** Records for this exercise follows **
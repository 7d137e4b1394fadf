//! HTTP client wrapper for console-to-server calls.

use reqwest::{Client, Response, StatusCode};
use serde::{Serialize, de::DeserializeOwned};
use std::time::Duration;

use crate::error::CargaError;
use crate::model::common::ApiErrorBody;

/// Connection settings for the console HTTP client.
#[derive(Clone, Debug)]
pub struct HttpClientConfig {
    pub base_url: String,
    pub context_path: String,
    pub connect_timeout_ms: u64,
    pub read_timeout_ms: u64,
}

impl HttpClientConfig {
    pub fn new(base_url: impl Into<String>) -> Self {
        Self {
            base_url: base_url.into(),
            ..Default::default()
        }
    }
}

impl Default for HttpClientConfig {
    fn default() -> Self {
        Self {
            base_url: "http://127.0.0.1:5000".to_string(),
            context_path: "/api".to_string(),
            connect_timeout_ms: 5000,
            read_timeout_ms: 30000,
        }
    }
}

/// Thin typed wrapper over reqwest.
pub struct HttpClient {
    client: Client,
    config: HttpClientConfig,
}

impl HttpClient {
    pub fn new(config: HttpClientConfig) -> anyhow::Result<Self> {
        let client = Client::builder()
            .connect_timeout(Duration::from_millis(config.connect_timeout_ms))
            .timeout(Duration::from_millis(config.read_timeout_ms))
            .build()?;

        Ok(Self { client, config })
    }

    fn url(&self, path: &str) -> String {
        format!(
            "{}{}{}",
            self.config.base_url, self.config.context_path, path
        )
    }

    pub async fn get_with_query<Q: Serialize, T: DeserializeOwned>(
        &self,
        path: &str,
        query: &Q,
    ) -> anyhow::Result<T> {
        let response = self.client.get(self.url(path)).query(query).send().await?;

        Self::parse_json(path, response).await
    }

    pub async fn post_json<B: Serialize, T: DeserializeOwned>(
        &self,
        path: &str,
        body: &B,
    ) -> anyhow::Result<T> {
        let response = self.client.post(self.url(path)).json(body).send().await?;

        Self::parse_json(path, response).await
    }

    pub async fn patch_json<B: Serialize, T: DeserializeOwned>(
        &self,
        path: &str,
        body: &B,
    ) -> anyhow::Result<T> {
        let response = self.client.patch(self.url(path)).json(body).send().await?;

        Self::parse_json(path, response).await
    }

    pub async fn delete(&self, path: &str) -> anyhow::Result<()> {
        let response = self.client.delete(self.url(path)).send().await?;
        let status = response.status();

        if status.is_success() {
            return Ok(());
        }

        Err(Self::error_for(path, status, response).await.into())
    }

    async fn parse_json<T: DeserializeOwned>(path: &str, response: Response) -> anyhow::Result<T> {
        let status = response.status();

        if status.is_success() {
            return Ok(response.json::<T>().await?);
        }

        Err(Self::error_for(path, status, response).await.into())
    }

    async fn error_for(path: &str, status: StatusCode, response: Response) -> CargaError {
        let message = response
            .json::<ApiErrorBody>()
            .await
            .map(|body| body.error)
            .unwrap_or_else(|_| status.to_string());

        match status {
            StatusCode::NOT_FOUND => CargaError::NotFound(format!("resource '{}'", path)),
            StatusCode::BAD_REQUEST => CargaError::IllegalArgument(message),
            _ => CargaError::NetworkError(format!("{} returned {}: {}", path, status, message)),
        }
    }
}
//! Execution backends.
//!
//! The simulated executor stands in for a real migration trigger; the form
//! controller and the store contracts never see the difference, so swapping
//! in a real backend touches nothing else.

use std::sync::Arc;
use std::time::Duration;

use async_trait::async_trait;
use rand::Rng;
use tracing::error;

use crate::catalog;
use crate::client::api_client::ApiClient;
use crate::client::form::MigrationConfigForm;
use crate::model::migration::{InsertMigrationConfig, MigrationResult, MigrationStatus};

/// Runs the migration described by a validated form and records the outcome.
#[async_trait]
pub trait ExecutionBackend: Send + Sync {
    async fn execute(&self, form: &MigrationConfigForm) -> MigrationResult;
}

/// Simulated migration runner: waits a random delay, synthesizes an outcome,
/// and creates the history record through the record store.
pub struct SimulatedExecutor {
    client: Arc<ApiClient>,
    delay_min_ms: u64,
    delay_max_ms: u64,
}

impl SimulatedExecutor {
    pub fn new(client: Arc<ApiClient>) -> Self {
        Self::with_delay_range(client, 2000, 5000)
    }

    /// Override the simulated delay bounds in milliseconds.
    pub fn with_delay_range(client: Arc<ApiClient>, delay_min_ms: u64, delay_max_ms: u64) -> Self {
        Self {
            client,
            delay_min_ms,
            delay_max_ms,
        }
    }

    fn pick_delay_ms(&self) -> u64 {
        if self.delay_max_ms > self.delay_min_ms {
            rand::rng().random_range(self.delay_min_ms..self.delay_max_ms)
        } else {
            self.delay_min_ms
        }
    }
}

#[async_trait]
impl ExecutionBackend for SimulatedExecutor {
    async fn execute(&self, form: &MigrationConfigForm) -> MigrationResult {
        let delay_ms = self.pick_delay_ms();

        tokio::time::sleep(Duration::from_millis(delay_ms)).await;

        let record_count: i32 = rand::rng().random_range(5000..55000);
        let execution_time = delay_ms as i32;
        let agreement_label = catalog::agreement_label(&form.agreement);
        let criteria_label = catalog::criteria_label(&form.export_criteria);
        let message = format!(
            "Successfully migrated {} records using {} with {} criteria.",
            group_thousands(record_count),
            agreement_label,
            criteria_label
        );

        let param = InsertMigrationConfig {
            file_name: catalog::generate_file_name(&form.agreement),
            source_db_server: form.source_db_server.clone(),
            source_db_name: form.source_db_name.clone(),
            target_db_name: form.target_db_name.clone(),
            etl_db_name: form.etl_db_name.clone(),
            agreement: form.agreement.clone(),
            agreement_label,
            export_criteria: form.export_criteria.clone(),
            criteria_label,
            selection_parameter: none_if_empty(&form.selection_parameter),
            export_directory: none_if_empty(&form.export_directory),
            log_directory: none_if_empty(&form.log_directory),
            agreement_notes: none_if_empty(&form.agreement_notes),
            export_date: None,
            status: Some(MigrationStatus::Completed.to_string()),
            description: Some(form.agreement_notes.clone()),
            record_count: Some(record_count),
            execution_time: Some(execution_time),
        };

        match self.client.create(&param).await {
            Ok(_) => MigrationResult {
                record_count,
                execution_time,
                success: true,
                message,
            },
            Err(e) => {
                error!("failed to save migration record: {}", e);

                MigrationResult {
                    record_count,
                    execution_time,
                    success: false,
                    message: "Migration completed but failed to save record to database."
                        .to_string(),
                }
            }
        }
    }
}

fn none_if_empty(value: &str) -> Option<String> {
    if value.is_empty() {
        None
    } else {
        Some(value.to_string())
    }
}

/// Render a count with thousands separators, e.g. 15420 -> "15,420".
fn group_thousands(count: i32) -> String {
    let digits = count.to_string();
    let mut grouped = String::with_capacity(digits.len() + digits.len() / 3);

    for (index, digit) in digits.chars().enumerate() {
        if index > 0 && (digits.len() - index) % 3 == 0 {
            grouped.push(',');
        }
        grouped.push(digit);
    }

    grouped
}
// End-to-end tests: form controller -> simulated execution -> HTTP surface
// -> record store, against a real server on a random local port.

use std::sync::Arc;

use actix_web::{App, HttpServer, web};

use carga::api;
use carga::client::{
    ApiClient, FormController, FormField, HttpClient, HttpClientConfig, SimulatedExecutor,
};
use carga::model::common::{AppState, Configuration};
use carga_migration::{Migrator, MigratorTrait};
use sea_orm::Database;

async fn start_server() -> u16 {
    let db = Database::connect("sqlite::memory:")
        .await
        .expect("failed to connect to in-memory sqlite");

    Migrator::up(&db, None).await.expect("failed to run migrations");

    let app_state = AppState {
        app_config: Configuration::default(),
        database_connection: db,
        context_path: "/api".to_string(),
    };

    let server = HttpServer::new(move || {
        App::new()
            .app_data(web::Data::new(app_state.clone()))
            .service(
                web::scope("/api")
                    .service(api::migration::routers())
                    .service(api::health::routers()),
            )
    })
    .workers(1)
    .bind(("127.0.0.1", 0))
    .expect("failed to bind test server");

    let port = server.addrs()[0].port();

    actix_web::rt::spawn(server.run());

    port
}

fn client_for(port: u16) -> Arc<ApiClient> {
    let http_client = HttpClient::new(HttpClientConfig::new(format!("http://127.0.0.1:{}", port)))
        .expect("failed to build http client");

    Arc::new(ApiClient::new(http_client))
}

fn fill_valid_form(form: &mut FormController) {
    form.set_field(FormField::SourceDbServer, "SQL01");
    form.set_field(FormField::SourceDbName, "SRC");
    form.set_field(FormField::TargetDbName, "TGT");
    form.set_field(FormField::EtlDbName, "ETL");
    form.set_field(FormField::Agreement, "provider-import");
    form.set_field(FormField::ExportCriteria, "all-records");
}

#[actix_web::test]
async fn test_execution_creates_history_record() {
    let port = start_server().await;
    let client = client_for(port);
    let backend = Arc::new(SimulatedExecutor::with_delay_range(client.clone(), 0, 0));
    let mut form = FormController::new(client.clone(), backend);

    fill_valid_form(&mut form);

    let result = form.submit().await.expect("valid form should execute");

    assert!(result.success);
    assert!(result.message.contains("Provider Import"));
    assert!(result.message.contains("All Records"));
    assert!((5000..55000).contains(&result.record_count));

    let records = client.list(None).await.unwrap();

    assert_eq!(records.len(), 1);
    let record = &records[0];
    assert_eq!(record.status, "completed");
    assert_eq!(record.agreement, "provider-import");
    assert_eq!(record.agreement_label, "Provider Import");
    assert_eq!(record.criteria_label, "All Records");
    assert_eq!(record.record_count, result.record_count);
    assert_eq!(record.execution_time, result.execution_time);
    assert_eq!(record.description, "");
    assert!(record.file_name.starts_with("ProviderImport_"));
    assert!(record.file_name.ends_with(".dtsx"));
}

#[actix_web::test]
async fn test_rejected_submit_creates_nothing() {
    let port = start_server().await;
    let client = client_for(port);
    let backend = Arc::new(SimulatedExecutor::with_delay_range(client.clone(), 0, 0));
    let mut form = FormController::new(client.clone(), backend);

    fill_valid_form(&mut form);
    form.set_field(FormField::ExportCriteria, "by-contract");
    // selection parameter left empty

    assert!(form.submit().await.is_none());
    assert!(form.errors().contains_key(&FormField::SelectionParameter));

    let records = client.list(None).await.unwrap();
    assert!(records.is_empty());
}

#[actix_web::test]
async fn test_description_edit_flow_invalidates_cache() {
    let port = start_server().await;
    let client = client_for(port);
    let backend = Arc::new(SimulatedExecutor::with_delay_range(client.clone(), 0, 0));
    let mut form = FormController::new(client.clone(), backend);

    fill_valid_form(&mut form);
    form.set_field(FormField::AgreementNotes, "initial notes");
    form.submit().await.expect("valid form should execute");

    let records = client.list(None).await.unwrap();
    assert_eq!(records[0].description, "initial notes");

    form.begin_edit_description(records[0].id, &records[0].description);
    form.set_edit_buffer("corrected notes");
    form.save_description().await;
    assert!(form.editing().is_none());

    // the cached list was invalidated by the update
    let records = client.list(None).await.unwrap();
    assert_eq!(records[0].description, "corrected notes");
}

#[actix_web::test]
async fn test_execution_degrades_when_store_is_unreachable() {
    // no server on this port
    let client = client_for(1);
    let backend = Arc::new(SimulatedExecutor::with_delay_range(client.clone(), 0, 0));
    let mut form = FormController::new(client, backend);

    fill_valid_form(&mut form);

    let result = form.submit().await.expect("execution still completes");

    assert!(!result.success);
    assert_eq!(
        result.message,
        "Migration completed but failed to save record to database."
    );
    // the synthesized outcome is still surfaced
    assert!((5000..55000).contains(&result.record_count));
}

#[actix_web::test]
async fn test_delete_through_client() {
    let port = start_server().await;
    let client = client_for(port);
    let backend = Arc::new(SimulatedExecutor::with_delay_range(client.clone(), 0, 0));
    let mut form = FormController::new(client.clone(), backend);

    fill_valid_form(&mut form);
    form.submit().await.expect("valid form should execute");

    let records = client.list(None).await.unwrap();
    assert_eq!(records.len(), 1);

    client.delete(records[0].id).await.unwrap();

    let records = client.list(None).await.unwrap();
    assert!(records.is_empty());

    // deleting an unknown id surfaces an error the caller may swallow
    assert!(client.delete(9999).await.is_err());
}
** End of Records for this exercise **
(What is required):
Only the lines containing "Configuration" are needed; copy each of them from the data.

(Expected answer):
use carga::model::common::{AppState, Configuration};
        app_config: Configuration::default(),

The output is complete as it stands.